Stored data:
==========

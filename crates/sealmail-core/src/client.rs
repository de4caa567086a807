//! Client entry point.
//!
//! An [`EmailClient`] is assembled from the backend services it talks to and
//! groups the use cases by area:
//!
//! ```ignore
//! let client = EmailClient::builder()
//!     .account_service(accounts)
//!     .folder_service(folders)
//!     .message_service(messages)
//!     .draft_service(drafts)
//!     .blocklist_service(blocklist)
//!     .mask_service(masks)
//!     .sealing_service(sealing)
//!     .options(ClientOptions::from_json_file("sealmail.json")?)
//!     .build()
//!     .await?;
//!
//! let addresses = client.addresses().list_email_addresses(input).await?;
//! ```

use std::sync::Arc;

use tokio::sync::Mutex;
use tracing::debug;

use crate::address::{EmailAccountService, EmailAddressOperations};
use crate::blocklist::{BlocklistOperations, BlocklistService};
use crate::cache::CacheRepository;
use crate::config::ClientOptions;
use crate::context::Context;
use crate::draft::{DraftMessageService, DraftOperations};
use crate::folder::{EmailFolderOperations, EmailFolderService};
use crate::mask::{EmailMaskOperations, EmailMaskService};
use crate::message::{EmailMessageOperations, EmailMessageService};
use crate::sealing::SealingService;
use crate::{Error, Result};

/// Email client.
pub struct EmailClient {
    addresses: EmailAddressOperations,
    folders: EmailFolderOperations,
    messages: EmailMessageOperations,
    drafts: DraftOperations,
    blocklist: BlocklistOperations,
    masks: EmailMaskOperations,
    cache: Option<Arc<CacheRepository>>,
    options: ClientOptions,
}

impl EmailClient {
    /// Creates a builder.
    #[must_use]
    pub fn builder() -> EmailClientBuilder {
        EmailClientBuilder::new()
    }

    /// Address provisioning and lookup.
    #[must_use]
    pub const fn addresses(&self) -> &EmailAddressOperations {
        &self.addresses
    }

    /// Folder management.
    #[must_use]
    pub const fn folders(&self) -> &EmailFolderOperations {
        &self.folders
    }

    /// Sending and reading messages.
    #[must_use]
    pub const fn messages(&self) -> &EmailMessageOperations {
        &self.messages
    }

    /// Drafts and scheduled sends.
    #[must_use]
    pub const fn drafts(&self) -> &DraftOperations {
        &self.drafts
    }

    /// Sender blocklist.
    #[must_use]
    pub const fn blocklist(&self) -> &BlocklistOperations {
        &self.blocklist
    }

    /// Email masks.
    #[must_use]
    pub const fn masks(&self) -> &EmailMaskOperations {
        &self.masks
    }

    /// Options the client was built with.
    #[must_use]
    pub const fn options(&self) -> &ClientOptions {
        &self.options
    }

    /// Local cache, if one is configured.
    #[must_use]
    pub fn cache(&self) -> Option<&CacheRepository> {
        self.cache.as_deref()
    }

    /// Removes everything from the local cache. Call on sign-out.
    ///
    /// # Errors
    ///
    /// Returns [`Error::Database`] if the cache cannot be cleared.
    pub async fn reset(&self) -> Result<()> {
        if let Some(cache) = &self.cache {
            cache.clear().await?;
        }
        Ok(())
    }
}

/// Builder for [`EmailClient`].
#[derive(Default)]
pub struct EmailClientBuilder {
    accounts: Option<Arc<dyn EmailAccountService>>,
    folders: Option<Arc<dyn EmailFolderService>>,
    messages: Option<Arc<dyn EmailMessageService>>,
    drafts: Option<Arc<dyn DraftMessageService>>,
    blocklist: Option<Arc<dyn BlocklistService>>,
    masks: Option<Arc<dyn EmailMaskService>>,
    sealing: Option<Arc<dyn SealingService>>,
    cache: Option<Arc<CacheRepository>>,
    options: ClientOptions,
}

impl EmailClientBuilder {
    /// Creates an empty builder with default options.
    #[must_use]
    pub fn new() -> Self {
        Self::default()
    }

    /// Sets the address backend.
    #[must_use]
    pub fn account_service(mut self, service: Arc<dyn EmailAccountService>) -> Self {
        self.accounts = Some(service);
        self
    }

    /// Sets the folder backend.
    #[must_use]
    pub fn folder_service(mut self, service: Arc<dyn EmailFolderService>) -> Self {
        self.folders = Some(service);
        self
    }

    /// Sets the message backend.
    #[must_use]
    pub fn message_service(mut self, service: Arc<dyn EmailMessageService>) -> Self {
        self.messages = Some(service);
        self
    }

    /// Sets the draft backend.
    #[must_use]
    pub fn draft_service(mut self, service: Arc<dyn DraftMessageService>) -> Self {
        self.drafts = Some(service);
        self
    }

    /// Sets the blocklist backend.
    #[must_use]
    pub fn blocklist_service(mut self, service: Arc<dyn BlocklistService>) -> Self {
        self.blocklist = Some(service);
        self
    }

    /// Sets the mask backend.
    #[must_use]
    pub fn mask_service(mut self, service: Arc<dyn EmailMaskService>) -> Self {
        self.masks = Some(service);
        self
    }

    /// Sets the sealing service.
    #[must_use]
    pub fn sealing_service(mut self, service: Arc<dyn SealingService>) -> Self {
        self.sealing = Some(service);
        self
    }

    /// Uses an already opened cache instead of `options.cache_path`.
    #[must_use]
    pub fn cache(mut self, cache: Arc<CacheRepository>) -> Self {
        self.cache = Some(cache);
        self
    }

    /// Sets the client options.
    #[must_use]
    pub fn options(mut self, options: ClientOptions) -> Self {
        self.options = options;
        self
    }

    /// Builds the client, opening the cache database if a path is configured.
    ///
    /// # Errors
    ///
    /// Returns [`Error::Config`] if a service is missing or the page limit is
    /// zero, or [`Error::Database`] if the cache cannot be opened.
    pub async fn build(self) -> Result<EmailClient> {
        if self.options.default_page_limit == 0 {
            return Err(Error::Config(
                "default page limit must be greater than zero".to_string(),
            ));
        }

        let accounts = required(self.accounts, "account")?;
        let folders = required(self.folders, "folder")?;
        let messages = required(self.messages, "message")?;
        let drafts = required(self.drafts, "draft")?;
        let blocklist = required(self.blocklist, "blocklist")?;
        let masks = required(self.masks, "mask")?;
        let sealing = required(self.sealing, "sealing")?;

        let cache = match (self.cache, &self.options.cache_path) {
            (Some(cache), _) => Some(cache),
            (None, Some(path)) => {
                debug!(path = %path.display(), "Opening cache database");
                Some(Arc::new(CacheRepository::new(path).await?))
            }
            (None, None) => None,
        };

        let context = Context {
            sealing,
            cache: cache.clone(),
            account_lock: Arc::new(Mutex::new(())),
            default_page_limit: self.options.default_page_limit,
        };

        Ok(EmailClient {
            addresses: EmailAddressOperations::new(Arc::clone(&accounts), context.clone()),
            folders: EmailFolderOperations::new(folders, context.clone()),
            messages: EmailMessageOperations::new(
                messages,
                Arc::clone(&accounts),
                context.clone(),
            ),
            drafts: DraftOperations::new(drafts, accounts, context.clone()),
            blocklist: BlocklistOperations::new(blocklist, context.clone()),
            masks: EmailMaskOperations::new(masks, context),
            cache,
            options: self.options,
        })
    }
}

fn required<T: ?Sized>(service: Option<Arc<T>>, name: &str) -> Result<Arc<T>> {
    service.ok_or_else(|| Error::Config(format!("{name} service is required")))
}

==========

PROBLEM DESCRIPTION – In full and verbatim, transcribe the data.

PROBLEM SOLUTION –
filename crates/sealmail-core/src/client.rs
repository de4caa567086a807
//! Client entry point.
//!
//! An [`EmailClient`] is assembled from the backend services it talks to and
//! groups the use cases by area:
//!
//! ```ignore
//! let client = EmailClient::builder()
//!     .account_service(accounts)
//!     .folder_service(folders)
//!     .message_service(messages)
//!     .draft_service(drafts)
//!     .blocklist_service(blocklist)
//!     .mask_service(masks)
//!     .sealing_service(sealing)
//!     .options(ClientOptions::from_json_file("sealmail.json")?)
//!     .build()
//!     .await?;
//!
//! let addresses = client.addresses().list_email_addresses(input).await?;
//! ```

use std::sync::Arc;

use tokio::sync::Mutex;
use tracing::debug;

use crate::address::{EmailAccountService, EmailAddressOperations};
use crate::blocklist::{BlocklistOperations, BlocklistService};
use crate::cache::CacheRepository;
use crate::config::ClientOptions;
use crate::context::Context;
use crate::draft::{DraftMessageService, DraftOperations};
use crate::folder::{EmailFolderOperations, EmailFolderService};
use crate::mask::{EmailMaskOperations, EmailMaskService};
use crate::message::{EmailMessageOperations, EmailMessageService};
use crate::sealing::SealingService;
use crate::{Error, Result};

/// Email client.
pub struct EmailClient {
    addresses: EmailAddressOperations,
    folders: EmailFolderOperations,
    messages: EmailMessageOperations,
    drafts: DraftOperations,
    blocklist: BlocklistOperations,
    masks: EmailMaskOperations,
    cache: Option<Arc<CacheRepository>>,
    options: ClientOptions,
}

impl EmailClient {
    /// Creates a builder.
    #[must_use]
    pub fn builder() -> EmailClientBuilder {
        EmailClientBuilder::new()
    }

    /// Address provisioning and lookup.
    #[must_use]
    pub const fn addresses(&self) -> &EmailAddressOperations {
        &self.addresses
    }

    /// Folder management.
    #[must_use]
    pub const fn folders(&self) -> &EmailFolderOperations {
        &self.folders
    }

    /// Sending and reading messages.
    #[must_use]
    pub const fn messages(&self) -> &EmailMessageOperations {
        &self.messages
    }

    /// Drafts and scheduled sends.
    #[must_use]
    pub const fn drafts(&self) -> &DraftOperations {
        &self.drafts
    }

    /// Sender blocklist.
    #[must_use]
    pub const fn blocklist(&self) -> &BlocklistOperations {
        &self.blocklist
    }

    /// Email masks.
    #[must_use]
    pub const fn masks(&self) -> &EmailMaskOperations {
        &self.masks
    }

    /// Options the client was built with.
    #[must_use]
    pub const fn options(&self) -> &ClientOptions {
        &self.options
    }

    /// Local cache, if one is configured.
    #[must_use]
    pub fn cache(&self) -> Option<&CacheRepository> {
        self.cache.as_deref()
    }

    /// Removes everything from the local cache. Call on sign-out.
    ///
    /// # Errors
    ///
    /// Returns [`Error::Database`] if the cache cannot be cleared.
    pub async fn reset(&self) -> Result<()> {
        if let Some(cache) = &self.cache {
            cache.clear().await?;
        }
        Ok(())
    }
}

/// Builder for [`EmailClient`].
#[derive(Default)]
pub struct EmailClientBuilder {
    accounts: Option<Arc<dyn EmailAccountService>>,
    folders: Option<Arc<dyn EmailFolderService>>,
    messages: Option<Arc<dyn EmailMessageService>>,
    drafts: Option<Arc<dyn DraftMessageService>>,
    blocklist: Option<Arc<dyn BlocklistService>>,
    masks: Option<Arc<dyn EmailMaskService>>,
    sealing: Option<Arc<dyn SealingService>>,
    cache: Option<Arc<CacheRepository>>,
    options: ClientOptions,
}

impl EmailClientBuilder {
    /// Creates an empty builder with default options.
    #[must_use]
    pub fn new() -> Self {
        Self::default()
    }

    /// Sets the address backend.
    #[must_use]
    pub fn account_service(mut self, service: Arc<dyn EmailAccountService>) -> Self {
        self.accounts = Some(service);
        self
    }

    /// Sets the folder backend.
    #[must_use]
    pub fn folder_service(mut self, service: Arc<dyn EmailFolderService>) -> Self {
        self.folders = Some(service);
        self
    }

    /// Sets the message backend.
    #[must_use]
    pub fn message_service(mut self, service: Arc<dyn EmailMessageService>) -> Self {
        self.messages = Some(service);
        self
    }

    /// Sets the draft backend.
    #[must_use]
    pub fn draft_service(mut self, service: Arc<dyn DraftMessageService>) -> Self {
        self.drafts = Some(service);
        self
    }

    /// Sets the blocklist backend.
    #[must_use]
    pub fn blocklist_service(mut self, service: Arc<dyn BlocklistService>) -> Self {
        self.blocklist = Some(service);
        self
    }

    /// Sets the mask backend.
    #[must_use]
    pub fn mask_service(mut self, service: Arc<dyn EmailMaskService>) -> Self {
        self.masks = Some(service);
        self
    }

    /// Sets the sealing service.
    #[must_use]
    pub fn sealing_service(mut self, service: Arc<dyn SealingService>) -> Self {
        self.sealing = Some(service);
        self
    }

    /// Uses an already opened cache instead of `options.cache_path`.
    #[must_use]
    pub fn cache(mut self, cache: Arc<CacheRepository>) -> Self {
        self.cache = Some(cache);
        self
    }

    /// Sets the client options.
    #[must_use]
    pub fn options(mut self, options: ClientOptions) -> Self {
        self.options = options;
        self
    }

    /// Builds the client, opening the cache database if a path is configured.
    ///
    /// # Errors
    ///
    /// Returns [`Error::Config`] if a service is missing or the page limit is
    /// zero, or [`Error::Database`] if the cache cannot be opened.
    pub async fn build(self) -> Result<EmailClient> {
        if self.options.default_page_limit == 0 {
            return Err(Error::Config(
                "default page limit must be greater than zero".to_string(),
            ));
        }

        let accounts = required(self.accounts, "account")?;
        let folders = required(self.folders, "folder")?;
        let messages = required(self.messages, "message")?;
        let drafts = required(self.drafts, "draft")?;
        let blocklist = required(self.blocklist, "blocklist")?;
        let masks = required(self.masks, "mask")?;
        let sealing = required(self.sealing, "sealing")?;

        let cache = match (self.cache, &self.options.cache_path) {
            (Some(cache), _) => Some(cache),
            (None, Some(path)) => {
                debug!(path = %path.display(), "Opening cache database");
                Some(Arc::new(CacheRepository::new(path).await?))
            }
            (None, None) => None,
        };

        let context = Context {
            sealing,
            cache: cache.clone(),
            account_lock: Arc::new(Mutex::new(())),
            default_page_limit: self.options.default_page_limit,
        };

        Ok(EmailClient {
            addresses: EmailAddressOperations::new(Arc::clone(&accounts), context.clone()),
            folders: EmailFolderOperations::new(folders, context.clone()),
            messages: EmailMessageOperations::new(
                messages,
                Arc::clone(&accounts),
                context.clone(),
            ),
            drafts: DraftOperations::new(drafts, accounts, context.clone()),
            blocklist: BlocklistOperations::new(blocklist, context.clone()),
            masks: EmailMaskOperations::new(masks, context),
            cache,
            options: self.options,
        })
    }
}

fn required<T: ?Sized>(service: Option<Arc<T>>, name: &str) -> Result<Arc<T>> {
    service.ok_or_else(|| Error::Config(format!("{name} service is required")))
}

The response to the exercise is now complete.